My mountain within is rising higher and higher. Sometimes I see the peak. Only to realise there is another peak over it. It grows the same way I’m growing. It is a pleasant journey. Accompanied by big smile. Big tears. Some freezing cold. Some sweat. The only mountain I want to conquer. Knowing the way up is the way to conquer it. Not reaching the top.
Chamonix running season started and my monthly trips will yet again ruin my budget. But as long as I’m able to pay the rent and buy the food and some 12th pair of shoes, it is something I love to spend my money on. Apparently, I should be adult and have savings account. Instead of that I spend all my money on flight tickets and planning a trip lights the fire in my eyes. Every. Single. Time.
Some people spend 100 quid in pub for one night. I spent that money on return tickets to Geneva. And then EasyBus. Walking from the bus stop. Opening the wooden doors. And another set of doors. Turning on the main switch. And I’m home. Quiet buzzing of the fridge. Comfy bed. Big fridge with little food. Water on the night table next to the bed. I’ve packed the backpack. Put clothes for tomorrow in small pile. Shoes. Poles. Alarm clock. And good night. Weekend started.

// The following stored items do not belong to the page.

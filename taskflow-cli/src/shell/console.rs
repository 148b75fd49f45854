//! Line-oriented console with bounded re-prompting.

use std::fmt::Display;
use std::io::{BufRead, Write};

use anyhow::{Context, Result};
use colored::Colorize;
use tracing::warn;

/// Attempts allowed per prompt before returning to the main menu.
pub const MAX_ATTEMPTS: usize = 3;

pub struct Console<R, W> {
    input: R,
    out: W,
    eof: bool,
}

impl<R: BufRead, W: Write> Console<R, W> {
    pub fn new(input: R, out: W) -> Self {
        Self {
            input,
            out,
            eof: false,
        }
    }

    /// `true` once stdin has been exhausted.
    pub fn at_eof(&self) -> bool {
        self.eof
    }

    #[cfg(test)]
    pub fn into_output(self) -> W {
        self.out
    }

    pub fn say(&mut self, text: impl Display) -> Result<()> {
        writeln!(self.out, "{text}").context("failed to write to output")
    }

    pub fn success(&mut self, text: impl Display) -> Result<()> {
        let line = format!("✓ {text}");
        self.say(line.as_str().green())
    }

    pub fn error(&mut self, text: impl Display) -> Result<()> {
        let line = text.to_string();
        self.say(line.as_str().red())
    }

    pub fn heading(&mut self, text: impl Display) -> Result<()> {
        let line = text.to_string();
        self.say(line.as_str().bold())
    }

    /// Prints `label` and reads one line without its terminator.
    /// Returns `None` at end of input.
    pub fn read_line(&mut self, label: &str) -> Result<Option<String>> {
        if self.eof {
            return Ok(None);
        }
        write!(self.out, "{label}").context("failed to write prompt")?;
        self.out.flush().context("failed to flush output")?;

        let mut buf = String::new();
        let read = self
            .input
            .read_line(&mut buf)
            .context("failed to read input")?;
        if read == 0 {
            self.eof = true;
            writeln!(self.out).context("failed to write to output")?;
            return Ok(None);
        }
        Ok(Some(buf.trim_end_matches(['\r', '\n']).to_owned()))
    }

    /// Reads until `parse` accepts the trimmed input, at most [`MAX_ATTEMPTS`]
    /// times. Each rejection prints the message `parse` returned.
    ///
    /// Returns `None` when input ends or the attempts run out.
    pub fn ask<T>(
        &mut self,
        label: &str,
        mut parse: impl FnMut(&str) -> std::result::Result<T, String>,
    ) -> Result<Option<T>> {
        for attempt in 1..=MAX_ATTEMPTS {
            let Some(line) = self.read_line(label)? else {
                return Ok(None);
            };
            match parse(line.trim()) {
                Ok(value) => return Ok(Some(value)),
                Err(message) => {
                    warn!(attempt, input = %line, reason = %message, "input rejected");
                    self.error(message)?;
                }
            }
        }
        self.error("Too many invalid attempts.")?;
        Ok(None)
    }

    /// Free-text prompt; any line, including an empty one, is accepted.
    pub fn ask_text(&mut self, label: &str) -> Result<Option<String>> {
        Ok(self.read_line(label)?.map(|s| s.trim().to_owned()))
    }
}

Exploring new paths. Returning to old trails. Climbing the same hill. But this time stronger? Warm soft spring air. Sunshine. First flowers. Snow on the trails. Lose rocks. Pine trees. Streams. Inner smile shines. Heart sings. Soul is being fed. It is not always beautiful. And no, it is not always easy. And sometimes you just want to get down from that mountain. But suddenly there is ibex. And another one. Quietly looking at you. And another one. They are moving slowly around you, observing if you represent any danger. I was never religious but encountering herd of wild animals in the middle of the woods, is something sacred. It almost feels holy. They walk past me. Looking at me. I walk as quietly as them. We walk together. It doesn’t take longer than a minute. One suddenly runs off and rest follows. Wish I could run with them. Wild, free, strong. Without needing a path. I stay in the same place for few more minutes. Breathing in the moment. No, I didn’t stopped the watch.

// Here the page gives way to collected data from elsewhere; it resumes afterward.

// ---------------------------------------------------------------------------
// Tests
// ---------------------------------------------------------------------------

#[cfg(test)]
mod tests {
    use super::*;

    fn ana() -> User {
        User::new(UserId(1), "Ana", "ana@x.com").expect("user")
    }

    /// Sleeps long enough for `Utc::now()` to move past the previous reading.
    fn tick() {
        std::thread::sleep(std::time::Duration::from_millis(5));
    }

    fn task(id: u64, title: &str, assignee: Option<UserId>) -> Task {
        Task::new(TaskId(id), title, "desc", assignee, None).expect("task")
    }

    #[test]
    fn id_display_and_conversion() {
        assert_eq!(TaskId::from(7).to_string(), "7");
        assert_eq!(u64::from(UserId(3)), 3);
        assert_eq!(ProjectId(2).get(), 2);
    }

    #[test]
    fn user_requires_name_and_email() {
        let err = User::new(UserId(1), "", "a@b.c").unwrap_err();
        assert_eq!(err, RegistryError::validation("name", "must not be empty"));
        let err = User::new(UserId(1), "Ana", "  ").unwrap_err();
        assert!(matches!(err, RegistryError::Validation { field: "email", .. }));
    }

    #[test]
    fn new_task_is_in_progress_and_blank_deadline_is_none() {
        let t = Task::new(TaskId(1), "Write", "d", None, Some("  ".into())).expect("task");
        assert_eq!(t.status(), TaskStatus::InProgress);
        assert_eq!(t.deadline(), None);
        assert_eq!(t.created_at(), t.updated_at());
    }

    #[test]
    fn task_title_must_be_present() {
        assert!(Task::new(TaskId(1), "", "d", None, None).is_err());
        let mut t = task(1, "ok", None);
        assert!(t.set_title(" ").is_err());
        assert_eq!(t.title(), "ok");
        t.set_title("renamed").expect("set title");
        assert_eq!(t.title(), "renamed");
    }

    #[test]
    fn done_is_terminal() {
        let mut t = task(1, "t", None);
        t.set_status(TaskStatus::Done).expect("complete");
        t.set_status(TaskStatus::Done).expect("complete again");
        let err = t.set_status(TaskStatus::InProgress).unwrap_err();
        assert!(matches!(err, RegistryError::Validation { field: "status", .. }));
        assert_eq!(t.status(), TaskStatus::Done);
    }

    #[test]
    fn setters_refresh_updated_at_only() {
        let mut t = task(1, "t", None);
        let created = t.created_at();
        tick();
        t.set_assignee(UserId(4));
        assert_eq!(t.assignee(), Some(UserId(4)));
        assert_eq!(t.created_at(), created);
        assert!(t.updated_at() > created);
    }

    #[test]
    fn set_title_refreshes_updated_at() {
        let mut t = task(1, "t", None);
        tick();
        t.set_title("renamed").expect("set title");
        assert!(t.updated_at() > t.created_at());
    }

    #[test]
    fn rejected_title_leaves_updated_at() {
        let mut t = task(1, "t", None);
        tick();
        assert!(t.set_title("").is_err());
        assert_eq!(t.updated_at(), t.created_at());
    }

    #[test]
    fn repeated_done_refreshes_updated_at_each_time() {
        let mut t = task(1, "t", None);
        tick();
        t.set_status(TaskStatus::Done).expect("complete");
        let first = t.updated_at();
        assert!(first > t.created_at());
        tick();
        t.set_status(TaskStatus::Done).expect("complete again");
        assert!(t.updated_at() > first);
    }

    #[test]
    fn append_task_refreshes_project_updated_at() {
        let mut p = Project::new(ProjectId(1), "Launch");
        let created = p.created_at();
        tick();
        p.append_task(task(1, "t", None));
        assert_eq!(p.created_at(), created);
        assert!(p.updated_at() > created);
    }

    #[test]
    fn entities_serialize_with_flattened_timestamps() {
        let json = serde_json::to_value(ana()).expect("serialize");
        assert_eq!(json["name"], "Ana");
        assert_eq!(json["id"], 1);
        assert!(json.get("created_at").is_some());
        assert!(json.get("updated_at").is_some());
    }

    #[test]
    fn describe_with_assignee() {
        let t = task(3, "Write spec", Some(UserId(1)));
        assert_eq!(
            t.describe(Some(&ana())),
            "3: (In progress) | Ana | Write spec: desc"
        );
    }

    #[test]
    fn describe_without_assignee_uses_placeholder() {
        let t = task(3, "Write spec", None);
        assert_eq!(t.describe(None), "3: (In progress) | unassigned | Write spec: desc");
        let dangling = task(4, "Other", Some(UserId(9)));
        assert!(dangling.describe(None).contains("unknown user #9"));
    }

    #[test]
    fn describe_includes_deadline() {
        let t = Task::new(TaskId(1), "t", "d", None, Some("friday".into())).expect("task");
        assert!(t.describe(None).ends_with("[due: friday]"));
    }

    #[test]
    fn project_keeps_insertion_order() {
        let mut p = Project::new(ProjectId(1), "Launch");
        p.append_task(task(2, "second-created-first", Some(UserId(1))));
        p.append_task(task(1, "first-created-second", None));
        let lines = p.list_tasks_description(&[ana()]);
        assert_eq!(lines.len(), 2);
        assert!(lines[0].starts_with("2: "));
        assert!(lines[0].contains("| Ana |"));
        assert!(lines[1].starts_with("1: "));
        assert!(p.members().is_empty());
    }

    #[test]
    fn project_task_lookup() {
        let mut p = Project::new(ProjectId(1), "Launch");
        p.append_task(task(5, "t", None));
        assert!(p.task(TaskId(5)).is_some());
        assert!(p.task(TaskId(6)).is_none());
        p.task_mut(TaskId(5))
            .expect("task")
            .set_status(TaskStatus::Done)
            .expect("done");
        assert_eq!(p.tasks()[0].status(), TaskStatus::Done);
    }

    #[test]
    fn status_serializes_snake_case() {
        let json = serde_json::to_string(&TaskStatus::InProgress).expect("serialize");
        assert_eq!(json, "\"in_progress\"");
    }

    #[test]
    fn status_display() {
        assert_eq!(TaskStatus::InProgress.to_string(), "In progress");
        assert_eq!(TaskStatus::Done.to_string(), "Done");
    }
}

Sunday, new day. Another glorious sunshine. I like to believe that I’m good luck to these mountains. I always bring sunshine. Vertical k for breakfast. Feels easier than ever before. I’m super happy. Marmots chasing each other on the meadow. View over Mont Blanc. Everything is perfect. Waiting on the corner for Rachel, I take my phone out to take picture. Quick check on facebook. Heart sunk. Into the empty space I shout out loud “what?!”. Then I sit down and staring at my phone the tears are streaming down my cheeks. Ueli Steck passed away doing what he loved most. On that damn Everest. I read it three times. I still can’t believe it. Rest of the day spent on trails is mixture between joy of movement and digesting the news.
In the evening I finally go and visit the cemetery in Chamonix. It seems appropriate. Walking down the alley where mountaineers rest forever. Rather than murmur plates, their graves are simple rocks. Often decorated with ice axes. Pictures of them. Young and smiling. With sun in their faces, smiling eyes. I tend to think it is better to live your life fully. To die doing what you love most. Being here, I’m not that sure. You don’t live only for yourself. You live also for others. Lots being said about risks in mountains. About the dangers. But let’s talk about joy as well. About leading by example. People who truly love mountains don’t go there to prove anything to anyone. They are conquering the mountains within.
“You can’t fight nature.” You are only human. Human that in comparison to mountain is small, fragile and mortal. Mountains were here long before us. They will be here long after us. We think we can dominate the world. You can rule people. If they follow. You can destroy nature. But you can’t knock down a mountain.
Build the mountains within you. Let them grow. Don’t expect them to be beautiful. Because it doesn’t have to be easy to be worth it.